- EXERCISE INSTRUCTIONS -
Retype the entries exactly, keeping every line intact.

Extracted records

┄┄┄┄┄┄┄┄┄┄┄┄┄┄┄┄┄┄┄┄

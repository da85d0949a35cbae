//! Knowledge-base access: Wikipedia search, Wikidata entities, label resolution
//! and the curated relation allow-list.

pub mod allow_list;
pub mod resolver;
pub mod wikimedia;

pub use allow_list::AllowList;
pub use resolver::{is_unresolvable, LabelResolver, INVALID_ID, NO_LABEL};
pub use wikimedia::WikimediaClient;

use crate::error::Result;
use std::collections::HashMap;

/// One text-search result
#[derive(Debug, Clone, PartialEq, Eq)]
pub struct SearchHit {
    pub title: String,
}

/// An encyclopedia page as seen by the resolver
#[derive(Debug, Clone, PartialEq, Eq)]
pub struct Page {
    pub title: String,
    /// Set when this page is a redirect
    pub redirect_target: Option<String>,
    /// Linked structured-data item, e.g. `Q76`
    pub entity_id: Option<String>,
}

/// Target of a single claim
#[derive(Debug, Clone, PartialEq, Eq)]
pub enum ClaimTarget {
    /// Another knowledge-base entity
    Entity(String),
    /// A scalar value (string, quantity, time, coordinates, ...) or no value
    Literal,
}

/// A structured-data entity (item or property)
#[derive(Debug, Clone, Default, PartialEq, Eq)]
pub struct Entity {
    pub id: String,
    /// language code -> label
    pub labels: HashMap<String, String>,
    /// property id -> claim targets
    pub claims: HashMap<String, Vec<ClaimTarget>>,
}

/// Knowledge-base client contract
#[async_trait::async_trait]
pub trait KnowledgeBase: Send + Sync {
    /// Full-text search, results in source order
    async fn search(&self, text: &str, limit: usize) -> Result<Vec<SearchHit>>;

    /// Fetch page metadata; `None` if the page does not exist
    async fn page(&self, title: &str) -> Result<Option<Page>>;

    /// Fetch an item or property; `None` if it does not exist
    async fn get_entity(&self, id: &str) -> Result<Option<Entity>>;

    /// Label of a property in `language`
    async fn get_property(&self, id: &str, language: &str) -> Result<Option<String>> {
        Ok(self
            .get_entity(id)
            .await?
            .and_then(|e| e.labels.get(language).cloned()))
    }
}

┄┄┄┄┄┄┄┄┄┄┄┄┄┄┄┄┄┄┄┄

- ANSWER TO THIS TASK -
repository da85d0949a35cbae
//! Knowledge-base access: Wikipedia search, Wikidata entities, label resolution
//! and the curated relation allow-list.

pub mod allow_list;
pub mod resolver;
pub mod wikimedia;

pub use allow_list::AllowList;
pub use resolver::{is_unresolvable, LabelResolver, INVALID_ID, NO_LABEL};
pub use wikimedia::WikimediaClient;

use crate::error::Result;
use std::collections::HashMap;

/// One text-search result
#[derive(Debug, Clone, PartialEq, Eq)]
pub struct SearchHit {
    pub title: String,
}

/// An encyclopedia page as seen by the resolver
#[derive(Debug, Clone, PartialEq, Eq)]
pub struct Page {
    pub title: String,
    /// Set when this page is a redirect
    pub redirect_target: Option<String>,
    /// Linked structured-data item, e.g. `Q76`
    pub entity_id: Option<String>,
}

/// Target of a single claim
#[derive(Debug, Clone, PartialEq, Eq)]
pub enum ClaimTarget {
    /// Another knowledge-base entity
    Entity(String),
    /// A scalar value (string, quantity, time, coordinates, ...) or no value
    Literal,
}

/// A structured-data entity (item or property)
#[derive(Debug, Clone, Default, PartialEq, Eq)]
pub struct Entity {
    pub id: String,
    /// language code -> label
    pub labels: HashMap<String, String>,
    /// property id -> claim targets
    pub claims: HashMap<String, Vec<ClaimTarget>>,
}

/// Knowledge-base client contract
#[async_trait::async_trait]
pub trait KnowledgeBase: Send + Sync {
    /// Full-text search, results in source order
    async fn search(&self, text: &str, limit: usize) -> Result<Vec<SearchHit>>;

    /// Fetch page metadata; `None` if the page does not exist
    async fn page(&self, title: &str) -> Result<Option<Page>>;

    /// Fetch an item or property; `None` if it does not exist
    async fn get_entity(&self, id: &str) -> Result<Option<Entity>>;

    /// Label of a property in `language`
    async fn get_property(&self, id: &str, language: &str) -> Result<Option<String>> {
        Ok(self
            .get_entity(id)
            .await?
            .and_then(|e| e.labels.get(language).cloned()))
    }
}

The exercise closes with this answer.